[Action item]
Please state how many lines of the data below contain the word "vectors", offering nothing besides the number.

╭──

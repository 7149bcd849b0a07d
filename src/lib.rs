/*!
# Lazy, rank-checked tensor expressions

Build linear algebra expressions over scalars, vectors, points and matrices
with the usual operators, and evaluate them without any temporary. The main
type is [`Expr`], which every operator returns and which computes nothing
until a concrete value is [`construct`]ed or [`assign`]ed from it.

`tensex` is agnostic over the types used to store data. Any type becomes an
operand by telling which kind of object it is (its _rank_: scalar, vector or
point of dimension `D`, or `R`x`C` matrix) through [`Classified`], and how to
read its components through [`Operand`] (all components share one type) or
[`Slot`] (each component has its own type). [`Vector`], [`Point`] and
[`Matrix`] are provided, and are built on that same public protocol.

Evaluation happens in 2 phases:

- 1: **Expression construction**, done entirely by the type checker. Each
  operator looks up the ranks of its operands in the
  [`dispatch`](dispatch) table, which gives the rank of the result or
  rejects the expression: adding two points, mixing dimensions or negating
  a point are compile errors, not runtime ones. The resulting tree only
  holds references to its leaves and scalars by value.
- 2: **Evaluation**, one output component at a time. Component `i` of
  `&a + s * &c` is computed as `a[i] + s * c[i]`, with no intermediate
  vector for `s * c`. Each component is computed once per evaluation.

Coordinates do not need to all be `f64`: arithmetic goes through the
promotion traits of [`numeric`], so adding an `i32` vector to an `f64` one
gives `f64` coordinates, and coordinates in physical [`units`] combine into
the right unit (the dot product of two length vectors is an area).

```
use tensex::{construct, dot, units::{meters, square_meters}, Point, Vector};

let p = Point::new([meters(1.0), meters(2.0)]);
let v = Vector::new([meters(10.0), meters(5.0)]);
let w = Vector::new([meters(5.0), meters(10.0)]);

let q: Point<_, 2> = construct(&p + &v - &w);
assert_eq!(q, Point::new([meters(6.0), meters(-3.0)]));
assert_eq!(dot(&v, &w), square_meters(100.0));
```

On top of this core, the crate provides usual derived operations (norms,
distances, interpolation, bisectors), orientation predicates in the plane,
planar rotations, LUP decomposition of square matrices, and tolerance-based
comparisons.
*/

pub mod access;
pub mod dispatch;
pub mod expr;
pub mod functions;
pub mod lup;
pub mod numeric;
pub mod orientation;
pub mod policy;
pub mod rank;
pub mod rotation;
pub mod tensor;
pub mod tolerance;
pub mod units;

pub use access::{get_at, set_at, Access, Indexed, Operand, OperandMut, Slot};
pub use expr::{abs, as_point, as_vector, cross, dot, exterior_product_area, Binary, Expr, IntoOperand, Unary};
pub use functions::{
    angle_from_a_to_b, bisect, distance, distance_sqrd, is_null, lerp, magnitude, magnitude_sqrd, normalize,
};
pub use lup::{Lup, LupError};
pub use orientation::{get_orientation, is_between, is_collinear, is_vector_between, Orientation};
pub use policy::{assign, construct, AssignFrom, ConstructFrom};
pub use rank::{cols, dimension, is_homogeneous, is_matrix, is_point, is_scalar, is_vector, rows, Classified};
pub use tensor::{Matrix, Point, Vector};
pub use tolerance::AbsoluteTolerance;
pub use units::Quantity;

╰──
╭──

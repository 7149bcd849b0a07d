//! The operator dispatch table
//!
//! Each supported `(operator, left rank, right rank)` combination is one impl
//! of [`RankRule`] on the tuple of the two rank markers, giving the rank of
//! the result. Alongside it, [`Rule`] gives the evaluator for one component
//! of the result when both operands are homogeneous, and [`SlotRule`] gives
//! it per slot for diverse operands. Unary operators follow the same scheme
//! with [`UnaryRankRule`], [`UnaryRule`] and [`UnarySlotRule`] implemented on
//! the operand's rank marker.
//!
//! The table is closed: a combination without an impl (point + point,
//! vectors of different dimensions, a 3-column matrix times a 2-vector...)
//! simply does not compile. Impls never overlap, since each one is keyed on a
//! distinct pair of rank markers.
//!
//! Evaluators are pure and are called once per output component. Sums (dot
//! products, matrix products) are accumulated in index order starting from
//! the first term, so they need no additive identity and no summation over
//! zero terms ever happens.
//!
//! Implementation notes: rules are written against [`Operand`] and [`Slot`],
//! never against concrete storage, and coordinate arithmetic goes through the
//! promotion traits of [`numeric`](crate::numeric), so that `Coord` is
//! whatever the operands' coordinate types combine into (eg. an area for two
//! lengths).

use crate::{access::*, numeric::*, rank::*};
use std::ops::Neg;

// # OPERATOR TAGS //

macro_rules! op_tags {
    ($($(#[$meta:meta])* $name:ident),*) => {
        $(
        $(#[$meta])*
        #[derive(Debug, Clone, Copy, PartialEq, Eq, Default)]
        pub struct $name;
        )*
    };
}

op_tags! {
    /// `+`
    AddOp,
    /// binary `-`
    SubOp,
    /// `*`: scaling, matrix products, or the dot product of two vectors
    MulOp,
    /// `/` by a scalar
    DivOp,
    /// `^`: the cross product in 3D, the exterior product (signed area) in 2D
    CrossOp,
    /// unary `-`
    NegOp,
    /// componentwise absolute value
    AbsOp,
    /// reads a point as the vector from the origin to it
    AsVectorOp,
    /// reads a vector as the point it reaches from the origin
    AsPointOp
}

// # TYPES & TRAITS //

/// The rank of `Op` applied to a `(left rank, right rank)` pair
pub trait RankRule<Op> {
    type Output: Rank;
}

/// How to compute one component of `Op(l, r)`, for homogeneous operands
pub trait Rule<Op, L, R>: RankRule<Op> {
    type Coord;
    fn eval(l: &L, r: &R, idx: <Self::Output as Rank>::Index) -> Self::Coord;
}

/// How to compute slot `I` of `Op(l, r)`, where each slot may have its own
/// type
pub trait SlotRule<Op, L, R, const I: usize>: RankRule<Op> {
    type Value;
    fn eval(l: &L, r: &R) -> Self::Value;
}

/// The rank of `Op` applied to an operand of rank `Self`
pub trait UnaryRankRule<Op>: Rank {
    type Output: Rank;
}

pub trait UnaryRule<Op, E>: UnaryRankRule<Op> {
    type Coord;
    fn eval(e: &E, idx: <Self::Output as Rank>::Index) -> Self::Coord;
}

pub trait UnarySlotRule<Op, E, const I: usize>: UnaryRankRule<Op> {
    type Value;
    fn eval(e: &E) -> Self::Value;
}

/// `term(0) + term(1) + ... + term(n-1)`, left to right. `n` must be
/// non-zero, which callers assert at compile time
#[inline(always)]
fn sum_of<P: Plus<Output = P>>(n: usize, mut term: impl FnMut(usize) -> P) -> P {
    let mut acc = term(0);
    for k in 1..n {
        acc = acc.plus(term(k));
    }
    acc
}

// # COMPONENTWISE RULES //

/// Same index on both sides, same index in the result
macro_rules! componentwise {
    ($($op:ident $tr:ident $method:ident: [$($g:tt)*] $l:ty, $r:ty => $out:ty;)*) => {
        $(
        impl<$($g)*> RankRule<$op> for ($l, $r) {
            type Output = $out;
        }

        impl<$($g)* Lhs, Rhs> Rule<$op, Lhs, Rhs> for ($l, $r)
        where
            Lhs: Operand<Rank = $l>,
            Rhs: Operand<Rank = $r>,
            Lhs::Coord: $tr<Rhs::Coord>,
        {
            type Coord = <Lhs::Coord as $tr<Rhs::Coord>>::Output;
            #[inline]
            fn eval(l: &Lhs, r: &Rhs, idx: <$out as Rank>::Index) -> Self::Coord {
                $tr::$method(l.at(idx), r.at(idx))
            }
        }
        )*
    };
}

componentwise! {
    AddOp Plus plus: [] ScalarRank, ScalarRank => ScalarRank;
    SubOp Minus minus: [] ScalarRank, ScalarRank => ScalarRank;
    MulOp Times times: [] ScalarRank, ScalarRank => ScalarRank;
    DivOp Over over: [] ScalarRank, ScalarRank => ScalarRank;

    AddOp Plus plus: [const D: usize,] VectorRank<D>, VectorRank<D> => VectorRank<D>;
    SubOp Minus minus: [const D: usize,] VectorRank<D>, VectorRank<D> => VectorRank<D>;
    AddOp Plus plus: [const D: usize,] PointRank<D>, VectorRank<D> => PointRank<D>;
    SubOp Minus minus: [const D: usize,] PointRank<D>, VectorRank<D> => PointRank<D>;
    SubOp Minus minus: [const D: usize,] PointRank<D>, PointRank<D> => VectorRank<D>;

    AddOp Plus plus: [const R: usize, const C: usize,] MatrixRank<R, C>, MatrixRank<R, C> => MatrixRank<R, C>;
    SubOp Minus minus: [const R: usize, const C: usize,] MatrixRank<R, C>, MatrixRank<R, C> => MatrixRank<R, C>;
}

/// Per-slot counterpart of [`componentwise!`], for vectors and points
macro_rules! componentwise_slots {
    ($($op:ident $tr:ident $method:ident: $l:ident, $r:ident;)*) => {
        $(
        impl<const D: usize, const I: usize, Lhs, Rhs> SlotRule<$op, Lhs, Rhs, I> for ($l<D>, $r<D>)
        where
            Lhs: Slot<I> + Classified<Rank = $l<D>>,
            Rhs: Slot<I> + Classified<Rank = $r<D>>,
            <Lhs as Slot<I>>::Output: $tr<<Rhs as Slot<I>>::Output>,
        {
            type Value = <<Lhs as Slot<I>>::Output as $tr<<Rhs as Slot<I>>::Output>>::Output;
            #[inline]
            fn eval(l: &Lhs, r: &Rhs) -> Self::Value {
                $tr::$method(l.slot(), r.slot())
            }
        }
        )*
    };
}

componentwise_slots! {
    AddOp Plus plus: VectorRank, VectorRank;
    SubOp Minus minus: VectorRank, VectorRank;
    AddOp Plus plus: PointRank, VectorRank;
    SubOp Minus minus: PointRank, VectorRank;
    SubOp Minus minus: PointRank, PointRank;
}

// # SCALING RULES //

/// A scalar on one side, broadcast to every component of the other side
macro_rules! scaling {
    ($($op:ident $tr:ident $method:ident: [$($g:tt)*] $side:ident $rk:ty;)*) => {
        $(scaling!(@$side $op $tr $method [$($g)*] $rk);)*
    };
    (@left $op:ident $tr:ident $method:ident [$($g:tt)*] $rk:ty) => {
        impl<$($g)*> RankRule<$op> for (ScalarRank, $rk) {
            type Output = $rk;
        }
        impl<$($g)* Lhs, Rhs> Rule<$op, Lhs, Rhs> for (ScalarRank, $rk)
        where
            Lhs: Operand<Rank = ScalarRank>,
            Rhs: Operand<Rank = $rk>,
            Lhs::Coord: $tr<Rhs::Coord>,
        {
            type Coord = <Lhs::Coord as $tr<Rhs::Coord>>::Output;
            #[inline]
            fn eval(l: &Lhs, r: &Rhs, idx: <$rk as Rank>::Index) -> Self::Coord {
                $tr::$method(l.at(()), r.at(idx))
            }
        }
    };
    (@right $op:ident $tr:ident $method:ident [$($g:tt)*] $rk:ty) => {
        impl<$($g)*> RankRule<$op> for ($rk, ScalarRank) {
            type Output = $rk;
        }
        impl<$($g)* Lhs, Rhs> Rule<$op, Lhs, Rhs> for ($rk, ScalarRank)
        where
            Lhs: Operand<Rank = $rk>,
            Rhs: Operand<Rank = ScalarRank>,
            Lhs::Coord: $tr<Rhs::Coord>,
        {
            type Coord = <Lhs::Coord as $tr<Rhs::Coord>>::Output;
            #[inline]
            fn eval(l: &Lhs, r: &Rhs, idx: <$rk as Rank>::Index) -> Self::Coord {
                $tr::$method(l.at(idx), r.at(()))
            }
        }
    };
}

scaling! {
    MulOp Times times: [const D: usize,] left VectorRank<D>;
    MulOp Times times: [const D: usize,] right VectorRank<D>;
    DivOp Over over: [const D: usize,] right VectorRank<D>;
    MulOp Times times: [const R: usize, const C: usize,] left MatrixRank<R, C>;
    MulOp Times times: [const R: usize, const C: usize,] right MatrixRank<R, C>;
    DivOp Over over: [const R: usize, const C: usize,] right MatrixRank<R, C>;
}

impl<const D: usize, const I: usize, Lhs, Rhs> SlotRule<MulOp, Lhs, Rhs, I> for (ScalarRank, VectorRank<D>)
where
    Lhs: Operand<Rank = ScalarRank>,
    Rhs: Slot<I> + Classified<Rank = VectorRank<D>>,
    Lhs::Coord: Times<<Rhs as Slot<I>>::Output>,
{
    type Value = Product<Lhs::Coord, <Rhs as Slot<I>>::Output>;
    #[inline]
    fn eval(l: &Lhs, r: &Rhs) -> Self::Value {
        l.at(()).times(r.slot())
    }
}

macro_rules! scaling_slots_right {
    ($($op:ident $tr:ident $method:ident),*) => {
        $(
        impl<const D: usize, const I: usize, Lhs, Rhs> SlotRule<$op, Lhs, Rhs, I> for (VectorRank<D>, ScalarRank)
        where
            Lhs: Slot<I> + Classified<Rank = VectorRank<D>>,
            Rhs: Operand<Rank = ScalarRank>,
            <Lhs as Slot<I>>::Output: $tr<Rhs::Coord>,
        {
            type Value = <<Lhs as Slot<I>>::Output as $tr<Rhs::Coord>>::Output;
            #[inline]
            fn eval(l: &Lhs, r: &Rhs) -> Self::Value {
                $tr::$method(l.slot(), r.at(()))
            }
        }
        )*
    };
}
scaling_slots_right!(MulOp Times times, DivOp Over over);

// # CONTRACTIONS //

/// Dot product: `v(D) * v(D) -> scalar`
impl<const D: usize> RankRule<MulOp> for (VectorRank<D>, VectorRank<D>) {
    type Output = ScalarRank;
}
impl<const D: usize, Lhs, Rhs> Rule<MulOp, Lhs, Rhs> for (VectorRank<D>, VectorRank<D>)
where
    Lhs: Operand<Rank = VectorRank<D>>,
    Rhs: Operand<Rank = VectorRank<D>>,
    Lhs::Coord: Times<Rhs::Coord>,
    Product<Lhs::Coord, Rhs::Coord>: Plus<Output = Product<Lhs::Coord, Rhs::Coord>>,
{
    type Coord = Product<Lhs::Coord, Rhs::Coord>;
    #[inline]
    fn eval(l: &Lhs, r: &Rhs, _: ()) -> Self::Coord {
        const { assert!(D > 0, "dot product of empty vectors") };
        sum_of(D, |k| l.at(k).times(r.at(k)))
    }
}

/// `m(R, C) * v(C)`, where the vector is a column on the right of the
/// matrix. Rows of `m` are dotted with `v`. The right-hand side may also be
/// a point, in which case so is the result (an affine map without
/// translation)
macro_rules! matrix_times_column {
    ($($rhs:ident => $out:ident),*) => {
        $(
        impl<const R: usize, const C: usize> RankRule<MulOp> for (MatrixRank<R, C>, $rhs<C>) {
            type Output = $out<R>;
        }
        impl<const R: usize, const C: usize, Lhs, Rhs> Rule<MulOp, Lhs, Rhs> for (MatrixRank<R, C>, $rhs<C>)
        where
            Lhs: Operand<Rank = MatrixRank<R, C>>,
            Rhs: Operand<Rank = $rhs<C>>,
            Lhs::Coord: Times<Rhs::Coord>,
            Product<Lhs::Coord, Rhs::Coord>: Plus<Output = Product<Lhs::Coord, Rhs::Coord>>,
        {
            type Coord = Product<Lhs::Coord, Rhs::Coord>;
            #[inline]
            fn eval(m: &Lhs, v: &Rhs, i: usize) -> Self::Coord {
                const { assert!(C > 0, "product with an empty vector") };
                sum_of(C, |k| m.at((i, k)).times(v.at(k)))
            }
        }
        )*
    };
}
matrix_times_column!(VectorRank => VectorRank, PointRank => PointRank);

╰──

[Written solution]
6